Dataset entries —
* * * *
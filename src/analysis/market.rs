//! Market-facing analysis types.
//!
//! Pattern names and asset symbols are closed sets. Unknown strings are
//! rejected at parse time instead of falling back to a default entry.

use serde::{Deserialize, Serialize};
use std::fmt;
use std::str::FromStr;
use thiserror::Error;

/// Chart patterns the detector can report.
#[derive(Debug, Clone, Copy, PartialEq, Eq, Hash, Serialize, Deserialize)]
#[serde(rename_all = "snake_case")]
pub enum ChartPattern {
    HeadAndShoulders,
    DoubleTop,
    DoubleBottom,
    Triangle,
    CupAndHandle,
    Flag,
    Pennant,
    BullFlag,
    AscendingTriangle,
}

impl ChartPattern {
    pub const ALL: [ChartPattern; 9] = [
        ChartPattern::HeadAndShoulders,
        ChartPattern::DoubleTop,
        ChartPattern::DoubleBottom,
        ChartPattern::Triangle,
        ChartPattern::CupAndHandle,
        ChartPattern::Flag,
        ChartPattern::Pennant,
        ChartPattern::BullFlag,
        ChartPattern::AscendingTriangle,
    ];

    /// The patterns the synthetic detector draws from.
    pub const DETECTABLE: [ChartPattern; 7] = [
        ChartPattern::HeadAndShoulders,
        ChartPattern::DoubleTop,
        ChartPattern::DoubleBottom,
        ChartPattern::Triangle,
        ChartPattern::CupAndHandle,
        ChartPattern::Flag,
        ChartPattern::Pennant,
    ];

    pub fn display_name(&self) -> &'static str {
        match self {
            ChartPattern::HeadAndShoulders => "Head & Shoulders",
            ChartPattern::DoubleTop => "Double Top",
            ChartPattern::DoubleBottom => "Double Bottom",
            ChartPattern::Triangle => "Triangle",
            ChartPattern::CupAndHandle => "Cup & Handle",
            ChartPattern::Flag => "Flag",
            ChartPattern::Pennant => "Pennant",
            ChartPattern::BullFlag => "Bull Flag",
            ChartPattern::AscendingTriangle => "Ascending Triangle",
        }
    }

    /// Patterns the recommendation engine treats as bullish continuation or reversal.
    pub fn is_bullish(&self) -> bool {
        matches!(
            self,
            ChartPattern::BullFlag
                | ChartPattern::CupAndHandle
                | ChartPattern::AscendingTriangle
                | ChartPattern::DoubleBottom
        )
    }
}

impl fmt::Display for ChartPattern {
    fn fmt(&self, f: &mut fmt::Formatter<'_>) -> fmt::Result {
        f.write_str(self.display_name())
    }
}

#[derive(Debug, Clone, PartialEq, Eq, Error)]
#[error("unknown chart pattern: {0:?}")]
pub struct UnknownPattern(pub String);

impl FromStr for ChartPattern {
    type Err = UnknownPattern;

    /// Accepts display names ("Cup & Handle"), "and" spellings and snake_case keys.
    fn from_str(s: &str) -> Result<Self, Self::Err> {
        let key = normalize_pattern_key(s);
        ChartPattern::ALL
            .into_iter()
            .find(|p| normalize_pattern_key(p.display_name()) == key)
            .ok_or_else(|| UnknownPattern(s.to_string()))
    }
}

fn normalize_pattern_key(s: &str) -> String {
    s.to_lowercase()
        .replace('&', "and")
        .chars()
        .filter(|c| c.is_ascii_alphanumeric())
        .collect()
}

/// Assets with market data available.
#[derive(Debug, Clone, Copy, PartialEq, Eq, Hash, Serialize, Deserialize)]
#[serde(rename_all = "UPPERCASE")]
pub enum AssetSymbol {
    Aapl,
    Tsla,
    Nvda,
    Msft,
    Btc,
    Eth,
}

impl AssetSymbol {
    pub const ALL: [AssetSymbol; 6] = [
        AssetSymbol::Aapl,
        AssetSymbol::Tsla,
        AssetSymbol::Nvda,
        AssetSymbol::Msft,
        AssetSymbol::Btc,
        AssetSymbol::Eth,
    ];

    pub fn ticker(&self) -> &'static str {
        match self {
            AssetSymbol::Aapl => "AAPL",
            AssetSymbol::Tsla => "TSLA",
            AssetSymbol::Nvda => "NVDA",
            AssetSymbol::Msft => "MSFT",
            AssetSymbol::Btc => "BTC",
            AssetSymbol::Eth => "ETH",
        }
    }
}

impl fmt::Display for AssetSymbol {
    fn fmt(&self, f: &mut fmt::Formatter<'_>) -> fmt::Result {
        f.write_str(self.ticker())
    }
}

#[derive(Debug, Clone, PartialEq, Eq, Error)]
#[error("unknown asset symbol: {0:?}")]
pub struct UnknownAsset(pub String);

impl FromStr for AssetSymbol {
    type Err = UnknownAsset;

    fn from_str(s: &str) -> Result<Self, Self::Err> {
        let ticker = s.trim().to_uppercase();
        AssetSymbol::ALL
            .into_iter()
            .find(|a| a.ticker() == ticker)
            .ok_or_else(|| UnknownAsset(s.to_string()))
    }
}

/// Market direction implied by a sentiment score.
#[derive(Debug, Clone, Copy, PartialEq, Eq, Serialize, Deserialize)]
#[serde(rename_all = "lowercase")]
pub enum Bullishness {
    Bullish,
    Bearish,
    Neutral,
}

impl Bullishness {
    /// Label a sentiment in [-1, 1] with a dead band of +/-0.1.
    pub fn from_sentiment(sentiment: f64) -> Self {
        if sentiment > 0.1 {
            Bullishness::Bullish
        } else if sentiment < -0.1 {
            Bullishness::Bearish
        } else {
            Bullishness::Neutral
        }
    }
}

impl fmt::Display for Bullishness {
    fn fmt(&self, f: &mut fmt::Formatter<'_>) -> fmt::Result {
        f.write_str(match self {
            Bullishness::Bullish => "bullish",
            Bullishness::Bearish => "bearish",
            Bullishness::Neutral => "neutral",
        })
    }
}

/// Result of a pattern detection run.
#[derive(Debug, Clone, Serialize, Deserialize)]
pub struct PatternDetection {
    pub asset: AssetSymbol,
    pub pattern: ChartPattern,
    /// Confidence in [0, 1]
    pub confidence: f64,
    /// Sentiment in [-1, 1]
    pub sentiment: f64,
    pub label: Bullishness,
}

impl PatternDetection {
    /// One-line summary of the detection.
    pub fn insight(&self) -> String {
        format!(
            "{} pattern detected with {:.1}% confidence. Market sentiment appears {}.",
            self.pattern,
            self.confidence * 100.0,
            self.label
        )
    }
}

/// Label for a single headline's sentiment.
#[derive(Debug, Clone, Copy, PartialEq, Eq, Serialize, Deserialize)]
#[serde(rename_all = "lowercase")]
pub enum SentimentLabel {
    Positive,
    Negative,
    Neutral,
}

impl SentimentLabel {
    /// Label a sentiment in [-1, 1] with a dead band of +/-0.2.
    pub fn from_score(score: f64) -> Self {
        if score > 0.2 {
            SentimentLabel::Positive
        } else if score < -0.2 {
            SentimentLabel::Negative
        } else {
            SentimentLabel::Neutral
        }
    }
}

#[derive(Debug, Clone, Serialize, Deserialize)]
pub struct HeadlineSentiment {
    pub text: String,
    pub sentiment: f64,
    pub confidence: f64,
    pub label: SentimentLabel,
}

/// Aggregate sentiment over a batch of headlines.
#[derive(Debug, Clone, Serialize, Deserialize)]
pub struct SentimentReading {
    /// Mean headline sentiment, 0 when there are no headlines
    pub overall: f64,
    pub headlines: Vec<HeadlineSentiment>,
}
//! Analysis interfaces.
//!
//! Every score the product shows comes from one of these traits. The recorder,
//! store and timeline only depend on the traits, so the synthetic generators
//! can be swapped for real models without touching them.

pub mod insight;
pub mod market;
pub mod synthetic;
pub mod truth;

use crate::capture::types::EmotionVector;

pub use insight::{recommend, Action, Recommendation, RiskLevel};
pub use market::{
    AssetSymbol, Bullishness, ChartPattern, HeadlineSentiment, PatternDetection, SentimentLabel,
    SentimentReading, UnknownAsset, UnknownPattern,
};
pub use synthetic::{SyntheticEmotionDetector, SyntheticPatternDetector, SyntheticSentimentScorer};
pub use truth::{consistency_score, truth_report, TruthRating, TruthReport};

/// Facial emotion classifier.
pub trait EmotionDetector {
    /// Classify the current frame into per-channel intensities and a confidence.
    fn detect_emotion(&mut self) -> (EmotionVector, f64);
}

/// Chart pattern classifier.
pub trait PatternDetector {
    fn detect_pattern(&mut self, asset: AssetSymbol) -> PatternDetection;
}

/// Headline sentiment model.
pub trait SentimentScorer {
    fn score_sentiment(&mut self, headlines: &[String]) -> SentimentReading;
}

impl<T: EmotionDetector + ?Sized> EmotionDetector for Box<T> {
    fn detect_emotion(&mut self) -> (EmotionVector, f64) {
        (**self).detect_emotion()
    }
}
//! Periodic emotion sampling while a capture source is active.

use crate::analysis::EmotionDetector;
use crate::capture::source::{CaptureError, CaptureSource};
use crate::capture::types::EmotionSample;
use chrono::Utc;
use crossbeam_channel::{bounded, select, tick, Receiver, Sender, TrySendError};
use std::sync::atomic::{AtomicBool, Ordering};
use std::sync::Arc;
use std::thread::{self, JoinHandle};
use std::time::Duration;

/// Default tick interval between samples.
pub const DEFAULT_SAMPLE_INTERVAL: Duration = Duration::from_millis(500);

/// Capacity of the sample channel between the ticker and the recorder.
const CHANNEL_CAPACITY: usize = 10_000;

/// Produces one [`EmotionSample`] per tick from an [`EmotionDetector`].
pub struct EmotionSampler<D> {
    detector: D,
    interval: Duration,
}

impl<D: EmotionDetector> EmotionSampler<D> {
    pub fn new(detector: D, interval: Duration) -> Self {
        Self { detector, interval }
    }

    pub fn interval(&self) -> Duration {
        self.interval
    }

    /// Run a single tick at the given timestamp.
    pub fn sample_at(&mut self, timestamp: i64) -> EmotionSample {
        let (emotions, confidence) = self.detector.detect_emotion();
        EmotionSample::new(timestamp, emotions, confidence)
    }
}

impl<D: EmotionDetector + Send + 'static> EmotionSampler<D> {
    /// Acquire the capture source and start ticking on a background thread.
    ///
    /// If the source cannot be started no thread is spawned and no samples
    /// are produced.
    pub fn spawn(
        self,
        mut source: Box<dyn CaptureSource>,
    ) -> Result<SamplerHandle, CaptureError> {
        source.start()?;

        let (sender, receiver) = bounded(CHANNEL_CAPACITY);
        let (stop_tx, stop_rx) = bounded::<()>(0);
        let running = Arc::new(AtomicBool::new(true));
        let r = running.clone();
        let interval = self.interval;
        let mut sampler = self;

        let thread = thread::spawn(move || {
            run_ticker(&mut sampler, sender, stop_rx, interval);
            r.store(false, Ordering::SeqCst);
        });

        tracing::info!(
            source = source.name(),
            interval_ms = interval.as_millis() as u64,
            "sampler started"
        );

        Ok(SamplerHandle {
            receiver,
            running,
            stop_tx: Some(stop_tx),
            thread: Some(thread),
            source: Some(source),
        })
    }
}

fn run_ticker<D: EmotionDetector>(
    sampler: &mut EmotionSampler<D>,
    sender: Sender<EmotionSample>,
    stop_rx: Receiver<()>,
    interval: Duration,
) {
    let ticker = tick(interval);
    loop {
        select! {
            recv(ticker) -> _ => {
                let sample = sampler.sample_at(Utc::now().timestamp_millis());
                tracing::trace!(timestamp = sample.timestamp, "sample produced");
                match sender.try_send(sample) {
                    Ok(()) => {}
                    Err(TrySendError::Full(_)) => {
                        tracing::warn!("sample channel full, dropping sample");
                    }
                    Err(TrySendError::Disconnected(_)) => break,
                }
            }
            // Fires when the handle drops its stop sender.
            recv(stop_rx) -> _ => break,
        }
    }
}

/// A running sampler. Stopping or dropping it ends the ticker and releases
/// the capture source.
pub struct SamplerHandle {
    receiver: Receiver<EmotionSample>,
    running: Arc<AtomicBool>,
    stop_tx: Option<Sender<()>>,
    thread: Option<JoinHandle<()>>,
    source: Option<Box<dyn CaptureSource>>,
}

impl SamplerHandle {
    /// Get the receiver for produced samples.
    pub fn receiver(&self) -> &Receiver<EmotionSample> {
        &self.receiver
    }

    /// Try to receive a sample without blocking.
    pub fn try_recv(&self) -> Option<EmotionSample> {
        self.receiver.try_recv().ok()
    }

    pub fn is_running(&self) -> bool {
        self.running.load(Ordering::SeqCst)
    }

    /// Whether the capture source is still held.
    pub fn is_capture_active(&self) -> bool {
        self.source.as_ref().map(|s| s.is_active()).unwrap_or(false)
    }

    /// Stop the ticker and release the capture source.
    ///
    /// Samples already queued remain readable from the receiver.
    pub fn stop(&mut self) {
        self.stop_tx.take();
        if let Some(thread) = self.thread.take() {
            if thread.join().is_err() {
                tracing::error!("sampler thread panicked");
            }
        }
        self.running.store(false, Ordering::SeqCst);
        if let Some(mut source) = self.source.take() {
            source.stop();
            tracing::info!(source = source.name(), "capture source released");
        }
    }
}

impl Drop for SamplerHandle {
    fn drop(&mut self) {
        self.stop();
    }
}
//! Demonstration of a Sentivision emotion recording.
//!
//! This example shows how to:
//! 1. Acquire a capture source and start the sampler
//! 2. Feed samples into a session recorder
//! 3. Stop and aggregate the recording
//! 4. Build a timeline and a CSV export from the session
//!
//! Run with: cargo run --example record_demo

use std::sync::atomic::{AtomicBool, Ordering};
use std::sync::Arc;
use std::time::{Duration, Instant};

use chrono::Utc;
use sentivision::{
    capture::{open_capture_source, EmotionSampler},
    config::CaptureDevice,
    core::{build_timeline, format_clock, SessionRecorder},
    store::samples_to_csv,
    transparency::{CollectionEvent, TransparencyLog},
    SyntheticEmotionDetector, PRIVACY_DECLARATION,
};

fn main() {
    println!("Sentivision - Record Demo");
    println!("=========================");
    println!();

    // Display privacy declaration
    println!("{PRIVACY_DECLARATION}");
    println!();

    let sampler = EmotionSampler::new(
        SyntheticEmotionDetector::new(),
        Duration::from_millis(250),
    );
    let mut handle = match sampler.spawn(open_capture_source(CaptureDevice::Simulated)) {
        Ok(handle) => handle,
        Err(e) => {
            eprintln!("Error starting camera: {e}");
            return;
        }
    };

    let transparency_log = TransparencyLog::new();
    let mut recorder = SessionRecorder::new();
    if let Err(e) = recorder.start(Utc::now().timestamp_millis(), handle.is_capture_active()) {
        eprintln!("Error starting recording: {e}");
        return;
    }

    println!("Recording for 5 seconds...");
    println!();

    // Set up stop flag
    let running = Arc::new(AtomicBool::new(true));
    let r = running.clone();

    // Set up Ctrl+C handler
    ctrlc::set_handler(move || {
        r.store(false, Ordering::SeqCst);
    })
    .expect("Error setting Ctrl+C handler");

    let start = Instant::now();
    let receiver = handle.receiver().clone();

    while running.load(Ordering::SeqCst) && start.elapsed() < Duration::from_secs(5) {
        if let Ok(sample) = receiver.recv_timeout(Duration::from_millis(100)) {
            let dominant = sample.emotions.dominant();
            println!(
                "  {:<9} {:>5.1}%",
                dominant.title(),
                sample.emotions.get(dominant) * 100.0
            );
            if recorder.push(sample) {
                transparency_log.record(CollectionEvent::SampleCaptured);
            }
        }
    }

    handle.stop();

    let Some(session) = recorder.stop(Utc::now().timestamp_millis()) else {
        println!("No samples captured.");
        return;
    };

    println!();
    println!("Dominant emotion: {}", session.dominant_emotion.title());
    println!(
        "Average confidence: {:.1}%",
        session.average_confidence * 100.0
    );
    for peak in &session.insights.peaks {
        println!("Peak {}: {:.1}%", peak.emotion, peak.value * 100.0);
    }

    let timeline = build_timeline(&session.emotion_data, Some(session.timestamp));
    println!("Timeline span: {}", format_clock(timeline.span_secs()));

    match samples_to_csv(&session.emotion_data) {
        Ok(csv) => println!("CSV export: {} lines", csv.lines().count()),
        Err(e) => eprintln!("Error exporting: {e}"),
    }

    println!();
    println!("{}", transparency_log.summary());
}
* * * *
In the records above, find the line with "ChartPattern::ALL"; write out exactly that line and each one after it, stopping after the line with "type Err = UnknownAsset;".

        ChartPattern::ALL
            .into_iter()
            .find(|p| normalize_pattern_key(p.display_name()) == key)
            .ok_or_else(|| UnknownPattern(s.to_string()))
    }
}

fn normalize_pattern_key(s: &str) -> String {
    s.to_lowercase()
        .replace('&', "and")
        .chars()
        .filter(|c| c.is_ascii_alphanumeric())
        .collect()
}

/// Assets with market data available.
#[derive(Debug, Clone, Copy, PartialEq, Eq, Hash, Serialize, Deserialize)]
#[serde(rename_all = "UPPERCASE")]
pub enum AssetSymbol {
    Aapl,
    Tsla,
    Nvda,
    Msft,
    Btc,
    Eth,
}

impl AssetSymbol {
    pub const ALL: [AssetSymbol; 6] = [
        AssetSymbol::Aapl,
        AssetSymbol::Tsla,
        AssetSymbol::Nvda,
        AssetSymbol::Msft,
        AssetSymbol::Btc,
        AssetSymbol::Eth,
    ];

    pub fn ticker(&self) -> &'static str {
        match self {
            AssetSymbol::Aapl => "AAPL",
            AssetSymbol::Tsla => "TSLA",
            AssetSymbol::Nvda => "NVDA",
            AssetSymbol::Msft => "MSFT",
            AssetSymbol::Btc => "BTC",
            AssetSymbol::Eth => "ETH",
        }
    }
}

impl fmt::Display for AssetSymbol {
    fn fmt(&self, f: &mut fmt::Formatter<'_>) -> fmt::Result {
        f.write_str(self.ticker())
    }
}

#[derive(Debug, Clone, PartialEq, Eq, Error)]
#[error("unknown asset symbol: {0:?}")]
pub struct UnknownAsset(pub String);

impl FromStr for AssetSymbol {
    type Err = UnknownAsset;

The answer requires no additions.